Twenty-nine patients with myositis, including 10 with polymyositis (PM), 6 with dermatomyositis (DM), and 13 with myositis associated with a connective tissue disease (CTD), were followed up for a mean observation time of 49 months. The 13 patients with CTD-associated myositis were further separated by the presence or absence of anti-RNP antibodies. The functional disability at diagnosis was pronounced without differences between the groups. The patients with anti-RNP antibodies did not differ from the other patients regarding initial muscle weakness, erythrocyte sedimentation rate, or creatinine phosphokinase values, but the histopathological muscle changes were generally milder.
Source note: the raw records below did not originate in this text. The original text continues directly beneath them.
//! RelayNet CLI
//!
//! Runs relayer network simulations against the in-memory ledger and
//! inspects persisted relayer state.

use std::path::{Path, PathBuf};
use std::sync::Arc;
use std::time::Duration;

use anyhow::{Context, Result};
use clap::{Parser, Subcommand};
use tokio::sync::watch;
use tokio::task::JoinHandle;
use tracing::{error, info, warn};
use uuid::Uuid;

use relaynet_allocation::{AllocationEngine, EngineConfig, PartitionKind};
use relaynet_core::{ether, Address};
use relaynet_ledger::{Ledger, MockLedger, MockLedgerConfig};
use relaynet_logging::LogLevel;
use relaynet_mempool::{BridgeFeeder, GuardianClient, Mempool, PendingDelivery, SyntheticGenerator};
use relaynet_nonce::NonceManager;
use relaynet_relay::{AgentConfig, AgentStats, FailurePolicy, NetworkReport, RelayError, RelayerAgent, RelayerReport};
use relaynet_settings::{default_settings_path, Settings};
use relaynet_state_store::{RelayerStateStore, StateTracker};

/// RelayNet - Decentralized transaction relayer network
#[derive(Parser)]
#[command(name = "relaynet")]
#[command(author, version, about, long_about = None)]
struct Cli {
    /// Settings file
    #[arg(short, long, env = "RELAYNET_CONFIG")]
    config: Option<PathBuf>,

    /// Enable verbose logging
    #[arg(short, long)]
    verbose: bool,

    #[command(subcommand)]
    command: Commands,
}

#[derive(Subcommand)]
enum Commands {
    /// Simulate a relayer network on an in-memory ledger
    Simulate(SimulateArgs),

    /// Inspect persisted relayer states
    State {
        #[command(subcommand)]
        action: StateAction,
    },

    /// Show or initialize the settings file
    Config {
        #[command(subcommand)]
        action: ConfigAction,
    },
}

#[derive(clap::Args)]
struct SimulateArgs {
    /// Relayers including the genesis relayer
    #[arg(short = 'n', long)]
    relayers: Option<usize>,

    #[arg(long)]
    relayers_per_window: Option<usize>,

    #[arg(long)]
    blocks_per_window: Option<u64>,

    /// Partition strategy (round_robin, calldata_hash)
    #[arg(long)]
    partition: Option<PartitionKind>,

    /// Reaction to rejected batches (exit, skip_window)
    #[arg(long)]
    failure_policy: Option<FailurePolicy>,

    #[arg(long)]
    block_interval_ms: Option<u64>,

    /// Relayer indices that register but never run
    #[arg(long, value_delimiter = ',')]
    inactive: Vec<usize>,

    /// Stop after this many seconds instead of waiting for Ctrl+C
    #[arg(long)]
    duration_secs: Option<u64>,

    /// Bridge deliveries to feed (chain/emitter/sequence); enables bridge mode
    #[arg(long = "delivery")]
    deliveries: Vec<PendingDelivery>,
}

#[derive(Subcommand)]
enum StateAction {
    /// Print every state in a persisted store
    Show {
        /// State store file (defaults to the configured path)
        path: Option<PathBuf>,
    },
}

#[derive(Subcommand)]
enum ConfigAction {
    /// Print the effective settings
    Show,
    /// Write the effective settings to the settings file
    Init,
}

#[tokio::main]
async fn main() -> Result<()> {
    let cli = Cli::parse();

    let config_path = cli.config.clone().unwrap_or_else(default_settings_path);
    let mut settings = Settings::load_from(&config_path)
        .with_context(|| format!("Failed to load settings from {:?}", config_path))?;
    settings
        .apply_env_overrides()
        .context("Invalid RELAYNET_* environment override")?;

    let level = if cli.verbose { LogLevel::Debug } else { settings.log_level };
    relaynet_logging::init(level);

    match cli.command {
        Commands::Simulate(args) => {
            apply_simulate_args(&mut settings, &args);
            settings.validate().context("Invalid settings")?;
            simulate(settings, args).await?;
        }
        Commands::State { action } => match action {
            StateAction::Show { path } => {
                let path = path
                    .or_else(|| settings.state_store_path.clone())
                    .context("No state store path given or configured")?;
                show_states(&path)?;
            }
        },
        Commands::Config { action } => match action {
            ConfigAction::Show => {
                println!("{}", serde_json::to_string_pretty(&settings)?);
            }
            ConfigAction::Init => {
                settings.save_to(&config_path)?;
                println!("Settings written to {}", config_path.display());
            }
        },
    }

    Ok(())
}

fn apply_simulate_args(settings: &mut Settings, args: &SimulateArgs) {
    if let Some(n) = args.relayers {
        settings.simulation.relayer_count = n;
    }
    if let Some(rpw) = args.relayers_per_window {
        settings.allocator.relayers_per_window = rpw;
    }
    if let Some(bpw) = args.blocks_per_window {
        settings.allocator.blocks_per_window = bpw;
    }
    if let Some(partition) = args.partition {
        settings.allocator.partition_strategy = partition;
    }
    if let Some(policy) = args.failure_policy {
        settings.relayer.failure_policy = policy;
    }
    if let Some(ms) = args.block_interval_ms {
        settings.simulation.block_interval_ms = ms;
    }
    if !args.inactive.is_empty() {
        settings.simulation.inactive_relayers = args.inactive.clone();
    }
    if !args.deliveries.is_empty() {
        settings.bridge.enabled = true;
    }
}

// ============================================================================
// Simulation
// ============================================================================

/// Deterministic simulation address of relayer `index`
fn relayer_address(index: usize) -> Address {
    Address::from_low_u64_be(0x1000 + index as u64)
}

fn funder_address() -> Address {
    Address::from_low_u64_be(0xf00d)
}

async fn simulate(settings: Settings, args: SimulateArgs) -> Result<()> {
    let run_id = Uuid::new_v4();
    let sim = &settings.simulation;
    info!(
        %run_id,
        relayers = sim.relayer_count,
        blocks_per_window = settings.allocator.blocks_per_window,
        relayers_per_window = settings.allocator.relayers_per_window,
        partition = ?settings.allocator.partition_strategy,
        "Starting simulation"
    );

    let stake_unit = ether(sim.stake_unit_ether);
    let ledger = Arc::new(MockLedger::new(MockLedgerConfig {
        chain_id: settings.network.chain_id,
        blocks_per_window: settings.allocator.blocks_per_window,
        relayers_per_window: settings.allocator.relayers_per_window,
        minimum_stake: stake_unit,
        partition: settings.allocator.partition_strategy,
        max_selection_iterations: settings.allocator.max_selection_iterations,
        genesis_relayer: relayer_address(0),
        genesis_stake: stake_unit,
        ..Default::default()
    }));
    let dyn_ledger: Arc<dyn Ledger> = ledger.clone();
    let funding = ether(sim.funding_amount_ether);
    ledger.fund(funder_address(), funding.saturating_mul((sim.relayer_count as u64 + 1).into()));

    let (shutdown_tx, shutdown_rx) = watch::channel(false);

    let store = Arc::new(match &settings.state_store_path {
        Some(path) => RelayerStateStore::load_or_new(path)
            .with_context(|| format!("Failed to open state store {:?}", path))?,
        None => RelayerStateStore::new(),
    });
    let mut tracker = StateTracker::new(dyn_ledger.clone(), store.clone());
    if let Some(path) = &settings.state_store_path {
        tracker = tracker.with_persistence(path.clone());
    }
    tracker.sync().await.context("Failed to replay relayer state history")?;
    let tracker_handle = tracker.spawn(shutdown_rx.clone());

    let engine = Arc::new(AllocationEngine::new(
        EngineConfig::new(settings.allocator.relayers_per_window)
            .with_max_iterations(settings.allocator.max_selection_iterations)
            .with_cache_windows(settings.allocator.selection_cache_windows),
        settings.allocator.partition_strategy,
    ));
    let chain_id = dyn_ledger.chain_id().await?;
    let nonces = Arc::new(NonceManager::for_ledger(chain_id, dyn_ledger.clone()));
    let mempool = Arc::new(Mempool::new());

    let mut feeders: Vec<JoinHandle<bool>> = Vec::new();
    if settings.bridge.enabled {
        let guardian = GuardianClient::new(settings.bridge.guardian_url.clone())?;
        let feeder = BridgeFeeder::new(Arc::new(guardian), mempool.clone(), settings.bridge.poll_interval());
        for delivery in args.deliveries {
            info!(%delivery, "Polling for bridge delivery");
            feeders.push(feeder.spawn(delivery, shutdown_rx.clone()));
        }
    } else {
        SyntheticGenerator::new(mempool.clone(), sim.generation_interval(), sim.transactions_per_interval)
            .spawn(shutdown_rx.clone());
    }

    // Registrations run one at a time: each binds to the latest state
    let mut stats: Vec<Arc<AgentStats>> = Vec::new();
    let mut agents: Vec<(Address, JoinHandle<relaynet_relay::Result<Arc<AgentStats>>>)> = Vec::new();
    for index in 0..sim.relayer_count {
        let address = relayer_address(index);
        let config = AgentConfig {
            stake: stake_unit.saturating_mul(index.max(1).into()),
            funding_amount: funding,
            endpoint: format!("{}/{}", settings.relayer.endpoint, index),
            delegator_premium: settings.relayer.delegator_premium.into(),
            claim_probability: sim.claim_probability,
            failure_policy: settings.relayer.failure_policy,
            rng_seed: None,
        };
        let mut agent = RelayerAgent::new(
            address,
            config,
            dyn_ledger.clone(),
            store.clone(),
            engine.clone(),
            nonces.clone(),
            mempool.clone(),
        )
        .with_funder(funder_address());
        agent
            .initialize()
            .await
            .with_context(|| format!("Failed to initialize relayer {}", index))?;
        stats.push(agent.stats());

        if sim.is_inactive(index) {
            info!(relayer = ?address, index, "Relayer registered but left inactive");
            continue;
        }
        agents.push((address, agent.spawn(shutdown_rx.clone())));
    }

    let producer = ledger.spawn_block_producer(sim.block_interval(), shutdown_rx.clone());
    info!(%run_id, running = agents.len(), "Simulation running. Press Ctrl+C to stop.");

    let deadline = async {
        match args.duration_secs {
            Some(secs) => tokio::time::sleep(Duration::from_secs(secs)).await,
            None => std::future::pending::<()>().await,
        }
    };
    tokio::pin!(deadline);
    let mut reports = tokio::time::interval(sim.report_interval());
    reports.tick().await;

    loop {
        tokio::select! {
            _ = reports.tick() => {
                log_reports(dyn_ledger.as_ref(), &mempool, &stats).await;
                if agents.iter().all(|(_, handle)| handle.is_finished()) {
                    warn!("All relayer agents stopped");
                    break;
                }
            }
            _ = &mut deadline => {
                info!("Simulation duration reached");
                break;
            }
            signal = tokio::signal::ctrl_c() => {
                signal?;
                info!("Received shutdown signal");
                break;
            }
        }
    }

    let _ = shutdown_tx.send(true);
    let _ = producer.await;
    for (address, handle) in agents {
        match handle.await {
            Ok(Ok(_)) => {}
            Ok(Err(e)) => log_agent_failure(address, &e),
            Err(e) => error!(relayer = ?address, "Relayer task panicked: {}", e),
        }
    }
    for feeder in feeders {
        let _ = feeder.await;
    }
    match tracker_handle.await {
        Ok(Err(e)) => error!("State tracker failed: {}", e),
        Err(e) => error!("State tracker panicked: {}", e),
        Ok(Ok(())) => {}
    }

    log_reports(dyn_ledger.as_ref(), &mempool, &stats).await;
    if let Some(path) = &settings.state_store_path {
        store.save_to(path)?;
        info!(states = store.len(), "State store saved to {:?}", path);
    }
    info!(%run_id, "Simulation finished");
    Ok(())
}

async fn log_reports(ledger: &dyn Ledger, mempool: &Mempool, stats: &[Arc<AgentStats>]) {
    match NetworkReport::collect(ledger, mempool).await {
        Ok(report) => report.log(),
        Err(e) => warn!("Network report unavailable: {}", e),
    }
    for agent in stats {
        match RelayerReport::collect(ledger, agent).await {
            Ok(report) => report.log(),
            Err(e) => warn!(relayer = ?agent.address(), "Relayer report unavailable: {}", e),
        }
    }
}

fn log_agent_failure(address: Address, err: &RelayError) {
    match err.context() {
        Some((relayer, window, operation)) => {
            error!(relayer = ?relayer, window, operation, "Relayer stopped: {}", err);
        }
        None => error!(relayer = ?address, "Relayer stopped: {}", err),
    }
}

// ============================================================================
// State inspection
// ============================================================================

fn show_states(path: &Path) -> Result<()> {
    let store = RelayerStateStore::load_from(path)
        .with_context(|| format!("Failed to load state store {:?}", path))?;

    println!("Relayer States ({})", store.len());
    println!("==================");
    let mut hashes = store.hashes();
    hashes.sort();
    for hash in hashes {
        let snapshot = store.get(&hash)?;
        println!();
        println!("{:?}", hash);
        println!("  relayers:    {}", snapshot.len());
        println!("  total stake: {}", snapshot.total_stake());
        for (index, relayer) in snapshot.relayers().iter().enumerate() {
            let stake = snapshot.stake_at(index).unwrap_or_default();
            println!("  [{}] {:?} stake {}", index, relayer, stake);
        }
    }
    Ok(())
}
Rapid improvement of muscle strength on moderate doses of corticosteroids was seen in most patients. At the end of study, corticosteroid treatment had been withdrawn from 17 patients because of remission, including 6 of the 7 patients with anti-RNP antibodies. The presence of electromyographic changes compatible with myositis, pronounced muscle weakness before treatment, and a low erythrocyte sedimentation rate seemed to indicate a less favorable outcome unrelated to diagnostic subgroupings. However, the combination was rarely found among the anti-RNP-positive patients.